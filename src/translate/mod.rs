//! Translation of query expressions into MongoDB filter documents.
//!
//! | expression            | document                                   |
//! |-----------------------|--------------------------------------------|
//! | `a = 1`               | `{"a": 1}`                                 |
//! | `a > 1`               | `{"a": {"$gt": 1}}` (also `$gte $lt $lte $ne`) |
//! | `a ~ 'x'`             | `{"a": {"$regex": "x"}}`                   |
//! | `a exists true`       | `{"a": {"$exists": true}}`                 |
//! | `a size 2`            | `{"a": {"$size": 2}}`                      |
//! | `a size > 2`          | `{"$where": "this.a.length > 2"}`          |
//! | `a type string`       | `{"$where": "typeof this.a == \"string\""}`|
//! | `x and y`             | merged documents                           |
//! | `x or y`              | `{"$or": [x, y]}`                          |
//!
//! `not` is pushed down to the comparisons instead of being emitted.

mod merge;
mod predicate;

use serde_json::Value;
use std::collections::HashMap;

use crate::Document;
use crate::config::{CollisionPolicy, TranslatorConfig};
use crate::dsl::{Comparison, ComparisonOp, Expr, Literal, Relation};
use crate::error::{QueryError, TranslationError};
use crate::query::QueryInput;
use merge::AndMerger;

pub use predicate::{js_path, size_predicate, type_predicate};

/// Key of the raw JavaScript predicate clause.
pub const WHERE_KEY: &str = "$where";
pub const OR_KEY: &str = "$or";
pub const AND_KEY: &str = "$and";
pub const NOR_KEY: &str = "$nor";

#[derive(Debug, Clone, Default, PartialEq, Eq)]
pub struct TranslateOptions {
    pub collision: CollisionPolicy,
    /// Field name → field path substituted before emission
    pub aliases: HashMap<String, String>,
}

impl From<&TranslatorConfig> for TranslateOptions {
    fn from(config: &TranslatorConfig) -> Self {
        TranslateOptions {
            collision: config.collision,
            aliases: config.aliases.clone(),
        }
    }
}

/// Stateless translator; one instance can serve any number of queries.
#[derive(Debug, Clone, Default)]
pub struct Translator {
    options: TranslateOptions,
}

impl Translator {
    pub fn new(options: TranslateOptions) -> Self {
        Translator { options }
    }

    pub fn options(&self) -> &TranslateOptions {
        &self.options
    }

    /// Parse and translate a query. Empty input translates to `{}`.
    pub fn translate_query(&self, input: &QueryInput) -> Result<Document, QueryError> {
        let doc = match input.parse()? {
            Some(expr) => self.translate(&expr)?,
            None => Document::new(),
        };
        tracing::debug!("Translated {:?} into {} top-level keys", input, doc.len());
        Ok(doc)
    }

    /// Translate an expression tree.
    pub fn translate(&self, expr: &Expr) -> Result<Document, TranslationError> {
        self.emit(expr, false)
    }

    fn emit(&self, expr: &Expr, negated: bool) -> Result<Document, TranslationError> {
        match expr {
            Expr::Comparison(cmp) => self.emit_comparison(cmp, negated),
            Expr::Not(inner) => self.emit(inner, !negated),
            // De Morgan
            Expr::And(operands) if negated => self.emit_or(operands, true),
            Expr::And(operands) => self.emit_and(operands, false),
            Expr::Or(operands) if negated => self.emit_and(operands, true),
            Expr::Or(operands) => self.emit_or(operands, false),
            Expr::Fragment(doc) if negated => Ok(single(
                NOR_KEY.to_string(),
                Value::Array(vec![Value::Object(doc.clone())]),
            )),
            Expr::Fragment(doc) => Ok(doc.clone()),
        }
    }

    fn emit_and(&self, operands: &[Expr], negated: bool) -> Result<Document, TranslationError> {
        let mut merger = AndMerger::new(self.options.collision);
        for operand in operands {
            let doc = self.emit(operand, negated)?;
            match operand {
                Expr::Fragment(_) if !negated => merger.add_fragment(doc)?,
                _ => merger.add(doc)?,
            }
        }
        Ok(merger.finish())
    }

    fn emit_or(&self, operands: &[Expr], negated: bool) -> Result<Document, TranslationError> {
        let mut branches = Vec::with_capacity(operands.len());
        for operand in operands {
            let mut doc = self.emit(operand, negated)?;
            // a negated `and` inside an `or` yields a nested `$or`; splice it
            if doc.len() == 1 {
                if let Some(Value::Array(inner)) = doc.get_mut(OR_KEY) {
                    branches.append(inner);
                    continue;
                }
            }
            branches.push(Value::Object(doc));
        }
        Ok(single(OR_KEY.to_string(), Value::Array(branches)))
    }

    fn emit_comparison(
        &self,
        cmp: &Comparison,
        negated: bool,
    ) -> Result<Document, TranslationError> {
        let field = self.resolve(&cmp.field);

        match (cmp.op, &cmp.value) {
            (ComparisonOp::Type, Literal::TypeName(ty)) => {
                let clause = type_predicate(field, *ty)?;
                let clause = if negated { format!("!({clause})") } else { clause };
                Ok(single(WHERE_KEY.to_string(), Value::String(clause)))
            }
            (ComparisonOp::Exists, Literal::Bool(present)) => {
                Ok(field_op(field, "$exists", Value::Bool(*present != negated)))
            }
            (ComparisonOp::Regex, Literal::String(pattern)) => {
                let regex = Value::Object(single("$regex".to_string(), pattern.clone().into()));
                if negated {
                    Ok(field_op(field, "$not", regex))
                } else {
                    Ok(single(field.to_string(), regex))
                }
            }
            (ComparisonOp::Size(rel), Literal::Int(size)) => {
                let rel = if negated { rel.complement() } else { rel };
                match rel {
                    Relation::Eq => Ok(field_op(field, "$size", Value::from(*size))),
                    other => {
                        let clause = size_predicate(field, other, *size)?;
                        Ok(single(WHERE_KEY.to_string(), Value::String(clause)))
                    }
                }
            }
            (op, value) => match op.relation() {
                Some(rel) => {
                    let rel = if negated { rel.complement() } else { rel };
                    let value = literal_value(value);
                    match operator_key(rel) {
                        Some(key) => Ok(field_op(field, key, value)),
                        None => Ok(single(field.to_string(), value)),
                    }
                }
                None => Err(TranslationError::InvalidOperand {
                    field: cmp.field.clone(),
                    op: op.to_string(),
                    kind: value.kind(),
                }),
            },
        }
    }

    fn resolve<'a>(&'a self, field: &'a str) -> &'a str {
        self.options
            .aliases
            .get(field)
            .map(String::as_str)
            .unwrap_or(field)
    }
}

/// Structured operator for a relation; equality is implicit.
fn operator_key(rel: Relation) -> Option<&'static str> {
    match rel {
        Relation::Eq => None,
        Relation::Ne => Some("$ne"),
        Relation::Gt => Some("$gt"),
        Relation::Gte => Some("$gte"),
        Relation::Lt => Some("$lt"),
        Relation::Lte => Some("$lte"),
    }
}

fn literal_value(literal: &Literal) -> Value {
    match literal {
        Literal::Int(n) => Value::from(*n),
        Literal::Float(n) => Value::from(*n),
        Literal::String(s) => Value::String(s.clone()),
        Literal::Bool(b) => Value::Bool(*b),
        Literal::Null => Value::Null,
        Literal::TypeName(ty) => Value::String(ty.to_string()),
    }
}

pub(crate) fn single(key: String, value: Value) -> Document {
    let mut doc = Document::new();
    doc.insert(key, value);
    doc
}

fn field_op(field: &str, op: &str, value: Value) -> Document {
    single(
        field.to_string(),
        Value::Object(single(op.to_string(), value)),
    )
}

#[cfg(test)]
mod tests {
    use super::*;
    use crate::dsl::{TypeName, parse_expression};
    use serde_json::json;

    fn translate(input: &str) -> Value {
        let expr = parse_expression(input).unwrap();
        Value::Object(Translator::default().translate(&expr).unwrap())
    }

    #[test]
    fn test_comparisons() {
        assert_eq!(translate("a = 1"), json!({"a": 1}));
        assert_eq!(translate("a > 0"), json!({"a": {"$gt": 0}}));
        assert_eq!(translate("a >= 1.5"), json!({"a": {"$gte": 1.5}}));
        assert_eq!(translate("a < -2"), json!({"a": {"$lt": -2}}));
        assert_eq!(translate("a <= 3"), json!({"a": {"$lte": 3}}));
        assert_eq!(translate("a != 'x'"), json!({"a": {"$ne": "x"}}));
        assert_eq!(translate("a = null"), json!({"a": null}));
    }

    #[test]
    fn test_keyword_operators() {
        assert_eq!(
            translate("c type string"),
            json!({"$where": "typeof this.c == \"string\""})
        );
        assert_eq!(translate("t exists false"), json!({"t": {"$exists": false}}));
        assert_eq!(translate("t size 3"), json!({"t": {"$size": 3}}));
        assert_eq!(
            translate("t size < 3"),
            json!({"$where": "this.t.length < 3"})
        );
        assert_eq!(
            translate("name ~ '^foo|bar.*'"),
            json!({"name": {"$regex": "^foo|bar.*"}})
        );
    }

    #[test]
    fn test_negation() {
        assert_eq!(translate("not a = 1"), json!({"a": {"$ne": 1}}));
        assert_eq!(translate("not a != 1"), json!({"a": 1}));
        assert_eq!(translate("not a > 1"), json!({"a": {"$lte": 1}}));
        assert_eq!(translate("not a >= 1"), json!({"a": {"$lt": 1}}));
        assert_eq!(translate("not not a > 1"), json!({"a": {"$gt": 1}}));
        assert_eq!(
            translate("not c type number"),
            json!({"$where": "!(typeof this.c == \"number\")"})
        );
        assert_eq!(translate("not t exists true"), json!({"t": {"$exists": false}}));
        assert_eq!(
            translate("not n ~ 'x'"),
            json!({"n": {"$not": {"$regex": "x"}}})
        );
        assert_eq!(
            translate("not t size 2"),
            json!({"$where": "this.t.length != 2"})
        );
    }

    #[test]
    fn test_de_morgan() {
        assert_eq!(
            translate("not (a = 1 and b > 2)"),
            json!({"$or": [{"a": {"$ne": 1}}, {"b": {"$lte": 2}}]})
        );
        assert_eq!(
            translate("not (a = 1 or b > 2)"),
            json!({"a": {"$ne": 1}, "b": {"$lte": 2}})
        );
    }

    #[test]
    fn test_nested_or_is_spliced() {
        assert_eq!(
            translate("a = 1 or not (b = 2 and c = 3)"),
            json!({"$or": [{"a": 1}, {"b": {"$ne": 2}}, {"c": {"$ne": 3}}]})
        );
    }

    #[test]
    fn test_aliases() {
        let mut options = TranslateOptions::default();
        options
            .aliases
            .insert("temp".into(), "readings.temperature".into());
        let translator = Translator::new(options);

        let expr = parse_expression("temp > 20 and temp type number").unwrap();
        assert_eq!(
            Value::Object(translator.translate(&expr).unwrap()),
            json!({
                "readings.temperature": {"$gt": 20},
                "$where": "typeof this.readings.temperature == \"number\""
            })
        );
    }

    #[test]
    fn test_unsafe_field_in_where() {
        let expr = parse_expression("2nd type string").unwrap();
        assert_eq!(
            Translator::default().translate(&expr),
            Err(TranslationError::UnsafeField {
                field: "2nd".into()
            })
        );
    }

    #[test]
    fn test_mismatched_operand() {
        let expr = Expr::Comparison(Comparison {
            field: "a".into(),
            op: ComparisonOp::Type,
            value: Literal::Int(1),
        });
        assert!(matches!(
            Translator::default().translate(&expr),
            Err(TranslationError::InvalidOperand { .. })
        ));

        let expr = Expr::Comparison(Comparison {
            field: "a".into(),
            op: ComparisonOp::Eq,
            value: Literal::TypeName(TypeName::Array),
        });
        assert_eq!(
            Value::Object(Translator::default().translate(&expr).unwrap()),
            json!({"a": "array"})
        );
    }

    #[test]
    fn test_negated_fragment() {
        let expr = Expr::Not(Box::new(Expr::Fragment(single(
            "a".into(),
            json!({"$in": [1, 2]}),
        ))));
        assert_eq!(
            Value::Object(Translator::default().translate(&expr).unwrap()),
            json!({"$nor": [{"a": {"$in": [1, 2]}}]})
        );
    }
}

# Your task
Wherever the word "Result" appears in the data, return the whole line.

# Answer section
    pub fn translate_query(&self, input: &QueryInput) -> Result<Document, QueryError> {
    pub fn translate(&self, expr: &Expr) -> Result<Document, TranslationError> {
    fn emit(&self, expr: &Expr, negated: bool) -> Result<Document, TranslationError> {
    fn emit_and(&self, operands: &[Expr], negated: bool) -> Result<Document, TranslationError> {
    fn emit_or(&self, operands: &[Expr], negated: bool) -> Result<Document, TranslationError> {
    ) -> Result<Document, TranslationError> {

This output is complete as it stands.